The questionnaire was designed to determine:
- the importance of and students' satisfaction with the information they have
received on various issues (e.g., financial aid, job opportunities, campus events);
- the importance of and students' satisfaction with various activities (e.g., getting
advising on courses, participating in class, opportunities to get to know other nontraditional students);
- the extent to which students experience problems in various areas (e.g., finding places to
study on campus, having enough money for living expenses, having access to services); and
- what percentage of nontraditional students have children under the age of 12 and the extent
to which these students experience problems finding quality child care.
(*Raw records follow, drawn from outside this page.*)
//! Explicitly owned renderer state.
//!
//! [`GraphicsContext`] bundles everything a frame needs from the device: the
//! frame loop, one resource-view pool per view kind and the configuration
//! they were sized from. It is created once and passed to whatever records
//! frames; nothing in the renderer reaches for global state.
//!
//! # Example
//!
//! ```
//! use std::sync::Arc;
//! use std::time::Duration;
//! use kiln_core::RendererConfig;
//! use kiln_rhi::descriptor::ResourceViewKind;
//! use kiln_rhi::headless::HeadlessDevice;
//! use kiln_renderer::GraphicsContext;
//!
//! # fn main() -> kiln_rhi::RhiResult<()> {
//! let device = Arc::new(HeadlessDevice::new(Duration::ZERO)?);
//! let mut context = GraphicsContext::new(device, &RendererConfig::default())?;
//!
//! let mut rtv = context.alloc_view(ResourceViewKind::RenderTarget);
//! assert!(rtv.is_some());
//! context.free_view(&mut rtv)?;
//! assert!(rtv.is_none());
//!
//! context.shutdown()?;
//! # Ok(())
//! # }
//! ```

use std::sync::Arc;

use tracing::{error, info};

use kiln_core::RendererConfig;
use kiln_rhi::descriptor::{
    DescriptorHeapDesc, ResourceView, ResourceViewHandle, ResourceViewKind, ResourceViewSlotPool,
};
use kiln_rhi::device::{FenceValue, GraphicsDevice};
use kiln_rhi::{RhiError, RhiResult};

use crate::frame::FrameOrchestrator;
use crate::sorter::RenderQueueSorter;

/// Device, frame loop and resource-view pools.
///
/// Dropping the context drains outstanding GPU work first unless nothing was
/// scheduled since the last [`shutdown`](Self::shutdown). Call `shutdown` to
/// observe drain errors instead of having them logged.
pub struct GraphicsContext<D: GraphicsDevice> {
    device: Arc<D>,
    frames: FrameOrchestrator<D>,
    pools: Vec<ResourceViewSlotPool<D::DescriptorHeap>>,
    config: RendererConfig,
    /// Last fence value scheduled when the queue was last drained.
    drained_through: Option<FenceValue>,
}

impl<D: GraphicsDevice> GraphicsContext<D> {
    /// Creates the frame loop and view pools described by `config`.
    ///
    /// # Errors
    ///
    /// Returns [`RhiError::InvalidState`] if `config` fails validation, or the
    /// device's error if a heap, fence or command buffer cannot be created.
    pub fn new(device: Arc<D>, config: &RendererConfig) -> RhiResult<Self> {
        config
            .validate()
            .map_err(|e| RhiError::InvalidState(format!("renderer configuration: {}", e)))?;

        let pools = ResourceViewKind::ALL
            .iter()
            .map(|&kind| {
                let desc = heap_desc(config, kind);
                device
                    .create_descriptor_heap(&desc)
                    .map(ResourceViewSlotPool::new)
            })
            .collect::<RhiResult<Vec<_>>>()?;

        let frames = FrameOrchestrator::new(device.clone(), config.frames_in_flight)?;

        info!(
            "Graphics context ready on {} ({} frames in flight)",
            device.name(),
            config.frames_in_flight
        );

        Ok(Self {
            device,
            frames,
            pools,
            config: config.clone(),
            drained_through: None,
        })
    }

    /// Takes a free slot from the pool for `kind`.
    ///
    /// Returns `None` when the pool is exhausted.
    pub fn alloc_view(&mut self, kind: ResourceViewKind) -> Option<ResourceViewHandle> {
        self.pool_mut(kind).alloc()
    }

    /// Returns a slot to its pool and clears `handle`.
    ///
    /// Freeing `None` does nothing.
    ///
    /// # Errors
    ///
    /// Returns [`RhiError::StaleHandle`] if the slot was already freed or
    /// reused, and leaves `handle` cleared either way.
    pub fn free_view(&mut self, handle: &mut Option<ResourceViewHandle>) -> RhiResult<()> {
        match *handle {
            Some(live) => self.pool_mut(live.kind()).free(handle),
            None => Ok(()),
        }
    }

    /// Resolves the addresses of a live slot.
    ///
    /// # Errors
    ///
    /// Returns [`RhiError::StaleHandle`] if the slot was freed or reused.
    pub fn view(&self, handle: ResourceViewHandle) -> RhiResult<ResourceView> {
        self.pool(handle.kind()).view(handle)
    }

    /// The pool for `kind`.
    #[inline]
    pub fn pool(&self, kind: ResourceViewKind) -> &ResourceViewSlotPool<D::DescriptorHeap> {
        &self.pools[kind as usize]
    }

    #[inline]
    fn pool_mut(&mut self, kind: ResourceViewKind) -> &mut ResourceViewSlotPool<D::DescriptorHeap> {
        &mut self.pools[kind as usize]
    }

    /// The frame loop.
    #[inline]
    pub fn frames(&self) -> &FrameOrchestrator<D> {
        &self.frames
    }

    /// The frame loop, for rendering.
    #[inline]
    pub fn frames_mut(&mut self) -> &mut FrameOrchestrator<D> {
        &mut self.frames
    }

    /// The device.
    #[inline]
    pub fn device(&self) -> &Arc<D> {
        &self.device
    }

    /// The configuration the context was built from.
    #[inline]
    pub fn config(&self) -> &RendererConfig {
        &self.config
    }

    /// An empty draw sorter using the configured distance unit.
    pub fn new_sorter(&self) -> RenderQueueSorter {
        RenderQueueSorter::new(self.config.distance_unit)
    }

    /// Waits for all submitted work to finish.
    ///
    /// Can be called more than once.
    ///
    /// # Errors
    ///
    /// Returns an error if the device is lost while draining.
    pub fn shutdown(&mut self) -> RhiResult<()> {
        self.frames.shutdown()?;
        self.drained_through = Some(self.frames.queue().last_signaled());
        Ok(())
    }
}

impl<D: GraphicsDevice> Drop for GraphicsContext<D> {
    fn drop(&mut self) {
        if self.drained_through == Some(self.frames.queue().last_signaled()) {
            return;
        }
        if let Err(e) = self.frames.shutdown() {
            error!("Failed to drain GPU work while dropping graphics context: {}", e);
        }
    }
}

fn heap_desc(config: &RendererConfig, kind: ResourceViewKind) -> DescriptorHeapDesc {
    let budget = &config.resource_views;
    match kind {
        ResourceViewKind::ShaderResource => DescriptorHeapDesc::new(kind, budget.shader_resources),
        ResourceViewKind::Sampler => DescriptorHeapDesc::new(kind, budget.samplers)
            .shader_visible(config.shader_visible_samplers),
        ResourceViewKind::RenderTarget => DescriptorHeapDesc::new(kind, budget.render_targets),
        ResourceViewKind::DepthStencil => DescriptorHeapDesc::new(kind, budget.depth_stencils),
    }
}
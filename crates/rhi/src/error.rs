//! RHI-specific error types.

use thiserror::Error;

/// RHI-specific error type.
#[derive(Error, Debug)]
pub enum RhiError {
    /// Vulkan API error
    #[cfg(feature = "vulkan")]
    #[error("Vulkan error: {0}")]
    VulkanError(#[from] ash::vk::Result),

    /// Failed to load Vulkan
    #[cfg(feature = "vulkan")]
    #[error("Failed to load Vulkan: {0}")]
    LoadingError(#[from] ash::LoadingError),

    /// GPU allocator error
    #[cfg(feature = "vulkan")]
    #[error("Allocator error: {0}")]
    AllocatorError(#[from] gpu_allocator::AllocationError),

    /// No suitable GPU found
    #[error("No suitable GPU found")]
    NoSuitableGpu,

    /// The device or one of its worker threads could not be started.
    #[error("Device initialization failed: {0}")]
    Initialization(String),

    /// The device stopped responding or was removed.
    #[error("Device lost")]
    DeviceLost,

    /// The device refused a submission.
    #[error("Submission failed: {0}")]
    SubmissionFailed(String),

    /// A resource-view handle outlived its slot.
    #[error("Stale handle: slot {index} generation {generation}")]
    StaleHandle {
        /// Slot the handle pointed at.
        index: u32,
        /// Generation the handle was issued with.
        generation: u32,
    },

    /// Invalid handle error
    #[error("Invalid handle: {0}")]
    InvalidHandle(String),

    /// A frame slot index outside `[0, frame_count)`.
    #[error("Frame slot {slot} out of range (frame count {frame_count})")]
    InvalidSlot {
        /// Requested slot.
        slot: usize,
        /// Number of slots.
        frame_count: usize,
    },

    /// The slot's previous submission has not completed on the GPU.
    #[error("Frame slot {slot} is still in flight (needs fence value {pending}, completed {completed})")]
    SlotInFlight {
        /// Requested slot.
        slot: usize,
        /// Fence value the slot is waiting on.
        pending: u64,
        /// Last completed fence value.
        completed: u64,
    },

    /// A slot was submitted out of frame order.
    #[error("Frame slot {got} submitted out of order, expected slot {expected}")]
    OutOfOrderSubmission {
        /// Slot that should have been submitted next.
        expected: usize,
        /// Slot that was submitted.
        got: usize,
    },

    /// An operation was called in the wrong state.
    #[error("Invalid state: {0}")]
    InvalidState(String),
}

/// Result type alias for RHI operations.
pub type RhiResult<T> = std::result::Result<T, RhiError>;

impl RhiError {
    /// Whether the device can no longer be used after this error.
    pub fn is_device_fatal(&self) -> bool {
        match self {
            RhiError::DeviceLost | RhiError::SubmissionFailed(_) => true,
            #[cfg(feature = "vulkan")]
            RhiError::VulkanError(result) => matches!(
                *result,
                ash::vk::Result::ERROR_DEVICE_LOST
                    | ash::vk::Result::ERROR_OUT_OF_DEVICE_MEMORY
                    | ash::vk::Result::ERROR_OUT_OF_HOST_MEMORY
            ),
            _ => false,
        }
    }
}

#[cfg(test)]
mod tests {
    use super::*;

    #[test]
    fn test_device_fatal_classification() {
        assert!(RhiError::DeviceLost.is_device_fatal());
        assert!(RhiError::SubmissionFailed("queue full".into()).is_device_fatal());
        assert!(
            !RhiError::StaleHandle {
                index: 3,
                generation: 1
            }
            .is_device_fatal()
        );
        assert!(
            !RhiError::InvalidSlot {
                slot: 5,
                frame_count: 2
            }
            .is_device_fatal()
        );
    }

    #[test]
    fn test_error_messages() {
        let err = RhiError::OutOfOrderSubmission {
            expected: 1,
            got: 0,
        };
        assert_eq!(
            err.to_string(),
            "Frame slot 0 submitted out of order, expected slot 1"
        );
    }
}
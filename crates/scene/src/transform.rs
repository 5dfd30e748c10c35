//! Object placement in world space.
//!
//! # Example
//!
//! ```
//! use glam::Vec3;
//! use kiln_scene::Transform;
//! use kiln_scene::bounds::Aabb;
//!
//! let transform = Transform::from_position(Vec3::new(4.0, 0.0, 0.0)).with_uniform_scale(2.0);
//! let local = Aabb::new(Vec3::splat(-0.5), Vec3::splat(0.5));
//! let world = transform.transform_bounds(&local);
//! assert_eq!(world.min, Vec3::new(3.0, -1.0, -1.0));
//! ```

use glam::{Mat4, Quat, Vec3};

use crate::bounds::Aabb;

/// Position, rotation and scale of a scene object.
#[derive(Clone, Copy, Debug, PartialEq)]
pub struct Transform {
    /// Position in world space
    pub position: Vec3,
    /// Rotation as a quaternion
    pub rotation: Quat,
    /// Scale factor
    pub scale: Vec3,
}

impl Default for Transform {
    fn default() -> Self {
        Self::IDENTITY
    }
}

impl Transform {
    /// No translation, rotation or scale.
    pub const IDENTITY: Transform = Transform {
        position: Vec3::ZERO,
        rotation: Quat::IDENTITY,
        scale: Vec3::ONE,
    };

    /// A transform that only translates.
    pub fn from_position(position: Vec3) -> Self {
        Self {
            position,
            ..Self::IDENTITY
        }
    }

    /// Replaces the rotation.
    pub fn with_rotation(mut self, rotation: Quat) -> Self {
        self.rotation = rotation;
        self
    }

    /// Replaces the scale.
    pub fn with_scale(mut self, scale: Vec3) -> Self {
        self.scale = scale;
        self
    }

    /// Replaces the scale with the same factor on every axis.
    pub fn with_uniform_scale(self, scale: f32) -> Self {
        self.with_scale(Vec3::splat(scale))
    }

    /// Rotates about the world Y axis.
    pub fn rotate_y(&mut self, angle: f32) {
        self.rotation = (Quat::from_rotation_y(angle) * self.rotation).normalize();
    }

    /// Local-to-world matrix (scale, then rotate, then translate).
    pub fn matrix(&self) -> Mat4 {
        Mat4::from_scale_rotation_translation(self.scale, self.rotation, self.position)
    }

    /// World-space box enclosing a local-space box.
    pub fn transform_bounds(&self, local: &Aabb) -> Aabb {
        local.transformed(&self.matrix())
    }
}

#[cfg(test)]
mod tests {
    use approx::assert_relative_eq;

    use super::*;

    #[test]
    fn test_identity_matrix() {
        assert_eq!(Transform::default().matrix(), Mat4::IDENTITY);
    }

    #[test]
    fn test_matrix_applies_scale_before_translation() {
        let transform = Transform::from_position(Vec3::new(0.0, 1.0, 0.0)).with_uniform_scale(3.0);
        let point = transform.matrix().transform_point3(Vec3::X);
        assert_relative_eq!(point.x, 3.0);
        assert_relative_eq!(point.y, 1.0);
    }

    #[test]
    fn test_rotate_y_quarter_turn() {
        let mut transform = Transform::IDENTITY;
        transform.rotate_y(std::f32::consts::FRAC_PI_2);
        let point = transform.matrix().transform_point3(Vec3::X);
        assert_relative_eq!(point.x, 0.0, epsilon = 1e-5);
        assert_relative_eq!(point.z, -1.0, epsilon = 1e-5);
    }

    #[test]
    fn test_transform_bounds() {
        let transform = Transform::from_position(Vec3::new(0.0, 0.0, -10.0));
        let world = transform.transform_bounds(&Aabb::new(Vec3::splat(-1.0), Vec3::splat(1.0)));
        assert_relative_eq!(world.center().z, -10.0);
        assert_relative_eq!(world.half_extents().x, 1.0);
    }
}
The questionnaire was emailed to the 394 (73%) sample members who had an email account on October
6, 1997. The questionnaire was emailed again on October 21, 1997 to those sample members who had not yet
responded to the first email questionnaire. In an attempt to increase the number of students who
completed the questionnaire, a random sample of 153 of the nonrespondents as of November 3rd was
selected to be interviewed on the phone. Between November 10th and December 1st, members of the
Office of Off-Campus Student Services attempted to contact these 150 students. The 150 students consisted of
students who did not have an email account as well as students who had an email account
but had not responded to the email questionnaire. The interview protocol was identical to the email questionnaire.
31% (121) of the 394 students with an email account completed the email questionnaire. An additional
50 students (33% of the 153 students who were selected to be interviewed on the phone) were successfully
contacted and interviewed on the phone. Thus, the total response rate was 32% (171/537).
Response rates by various respondent characteristics were examined to determine if certain groups of students
were more likely to respond than others. These analyses showed no response rate biases by gender,
cumulative GPA, or whether a student was a continuing or new student. However, foreign students were
more likely to respond than students of other race/ethnicities (55% vs 30-38%), and engineering students were
more likely to respond than students in other colleges (55% vs 26-29%). We have not weighted the analyses
to take into account these response rate differences by race/ethnicity or college because the differences
are relatively small and the weights would have had little effect on the overall results.